Task to complete:
From the first line to the last, write out the material exactly.

Records for this exercise:
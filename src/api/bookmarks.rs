//! Bookmark retrieval endpoints
//!
//! Synchronous retrieval for single-batch pulls, an SSE variant that
//! streams per-page progress for longer runs, and a JSON export of
//! the full cached set.

use std::convert::Infallible;

use axum::{
    extract::{Query, State},
    http::header,
    response::sse::{Event, KeepAlive, Sse},
    response::{IntoResponse, Json},
};
use futures::stream::Stream;
use serde::{Deserialize, Serialize};
use tokio_stream::{StreamExt as _, wrappers::ReceiverStream};

use crate::AppState;
use crate::auth::CurrentUser;
use crate::error::AppError;
use crate::service::{FetchEvent, FetchOutcome, FetchRequest, FetchTier};

#[derive(Debug, Deserialize)]
pub struct BookmarksQuery {
    #[serde(default)]
    tier: FetchTier,
    #[serde(default)]
    force_refresh: bool,
}

impl BookmarksQuery {
    fn into_request(self) -> FetchRequest {
        FetchRequest {
            tier: self.tier,
            force_refresh: self.force_refresh,
        }
    }
}

/// GET /api/bookmarks
///
/// Runs one retrieval for the authenticated user and returns the
/// newly fetched records (or the cached set when upstream is already
/// exhausted).
pub async fn get_bookmarks(
    State(state): State<AppState>,
    CurrentUser(session): CurrentUser,
    Query(params): Query<BookmarksQuery>,
) -> Result<Json<FetchOutcome>, AppError> {
    let outcome = state
        .orchestrator
        .run(&session.user_id, params.into_request())
        .await?;
    Ok(Json(outcome))
}

/// GET /api/bookmarks/stream
///
/// Same retrieval, emitted as Server-Sent Events: `progress` after
/// each page, then exactly one `complete` or `error`. A client that
/// disconnects stops the run at its next checkpoint; persisted
/// progress is kept.
pub async fn stream_bookmarks(
    State(state): State<AppState>,
    CurrentUser(session): CurrentUser,
    Query(params): Query<BookmarksQuery>,
) -> Sse<impl Stream<Item = Result<Event, Infallible>>> {
    let receiver = state
        .orchestrator
        .stream(session.user_id, params.into_request());

    let stream = ReceiverStream::new(receiver).map(|event| Ok(sse_event(event)));
    Sse::new(stream).keep_alive(KeepAlive::default())
}

fn sse_event(event: FetchEvent) -> Event {
    match event {
        FetchEvent::Progress(progress) => typed_event("progress", &progress),
        FetchEvent::Complete(outcome) => typed_event("complete", &outcome),
        FetchEvent::Error { message } => {
            typed_event("error", &serde_json::json!({ "message": message }))
        }
    }
}

fn typed_event<T: Serialize>(name: &str, data: &T) -> Event {
    match Event::default().event(name).json_data(data) {
        Ok(event) => event,
        Err(error) => {
            tracing::error!(%error, "Failed to encode SSE event");
            Event::default().event("error").data("{}")
        }
    }
}

/// GET /api/bookmarks/export
///
/// The full cached set as a downloadable JSON document.
pub async fn export_bookmarks(
    State(state): State<AppState>,
    CurrentUser(session): CurrentUser,
) -> Result<impl IntoResponse, AppError> {
    let records = state.store.cached_bookmarks(&session.user_id).await?;

    tracing::info!(
        username = %session.username,
        count = records.len(),
        "Exporting cached bookmarks"
    );

    Ok((
        [(
            header::CONTENT_DISPOSITION,
            "attachment; filename=\"bookmarks.json\"",
        )],
        Json(records),
    ))
}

Solved problem:
filename src/api/bookmarks.rs
//! Bookmark retrieval endpoints
//!
//! Synchronous retrieval for single-batch pulls, an SSE variant that
//! streams per-page progress for longer runs, and a JSON export of
//! the full cached set.

use std::convert::Infallible;

use axum::{
    extract::{Query, State},
    http::header,
    response::sse::{Event, KeepAlive, Sse},
    response::{IntoResponse, Json},
};
use futures::stream::Stream;
use serde::{Deserialize, Serialize};
use tokio_stream::{StreamExt as _, wrappers::ReceiverStream};

use crate::AppState;
use crate::auth::CurrentUser;
use crate::error::AppError;
use crate::service::{FetchEvent, FetchOutcome, FetchRequest, FetchTier};

#[derive(Debug, Deserialize)]
pub struct BookmarksQuery {
    #[serde(default)]
    tier: FetchTier,
    #[serde(default)]
    force_refresh: bool,
}

impl BookmarksQuery {
    fn into_request(self) -> FetchRequest {
        FetchRequest {
            tier: self.tier,
            force_refresh: self.force_refresh,
        }
    }
}

/// GET /api/bookmarks
///
/// Runs one retrieval for the authenticated user and returns the
/// newly fetched records (or the cached set when upstream is already
/// exhausted).
pub async fn get_bookmarks(
    State(state): State<AppState>,
    CurrentUser(session): CurrentUser,
    Query(params): Query<BookmarksQuery>,
) -> Result<Json<FetchOutcome>, AppError> {
    let outcome = state
        .orchestrator
        .run(&session.user_id, params.into_request())
        .await?;
    Ok(Json(outcome))
}

/// GET /api/bookmarks/stream
///
/// Same retrieval, emitted as Server-Sent Events: `progress` after
/// each page, then exactly one `complete` or `error`. A client that
/// disconnects stops the run at its next checkpoint; persisted
/// progress is kept.
pub async fn stream_bookmarks(
    State(state): State<AppState>,
    CurrentUser(session): CurrentUser,
    Query(params): Query<BookmarksQuery>,
) -> Sse<impl Stream<Item = Result<Event, Infallible>>> {
    let receiver = state
        .orchestrator
        .stream(session.user_id, params.into_request());

    let stream = ReceiverStream::new(receiver).map(|event| Ok(sse_event(event)));
    Sse::new(stream).keep_alive(KeepAlive::default())
}

fn sse_event(event: FetchEvent) -> Event {
    match event {
        FetchEvent::Progress(progress) => typed_event("progress", &progress),
        FetchEvent::Complete(outcome) => typed_event("complete", &outcome),
        FetchEvent::Error { message } => {
            typed_event("error", &serde_json::json!({ "message": message }))
        }
    }
}

fn typed_event<T: Serialize>(name: &str, data: &T) -> Event {
    match Event::default().event(name).json_data(data) {
        Ok(event) => event,
        Err(error) => {
            tracing::error!(%error, "Failed to encode SSE event");
            Event::default().event("error").data("{}")
        }
    }
}

/// GET /api/bookmarks/export
///
/// The full cached set as a downloadable JSON document.
pub async fn export_bookmarks(
    State(state): State<AppState>,
    CurrentUser(session): CurrentUser,
) -> Result<impl IntoResponse, AppError> {
    let records = state.store.cached_bookmarks(&session.user_id).await?;

    tracing::info!(
        username = %session.username,
        count = records.len(),
        "Exporting cached bookmarks"
    );

    Ok((
        [(
            header::CONTENT_DISPOSITION,
            "attachment; filename=\"bookmarks.json\"",
        )],
        Json(records),
    ))
}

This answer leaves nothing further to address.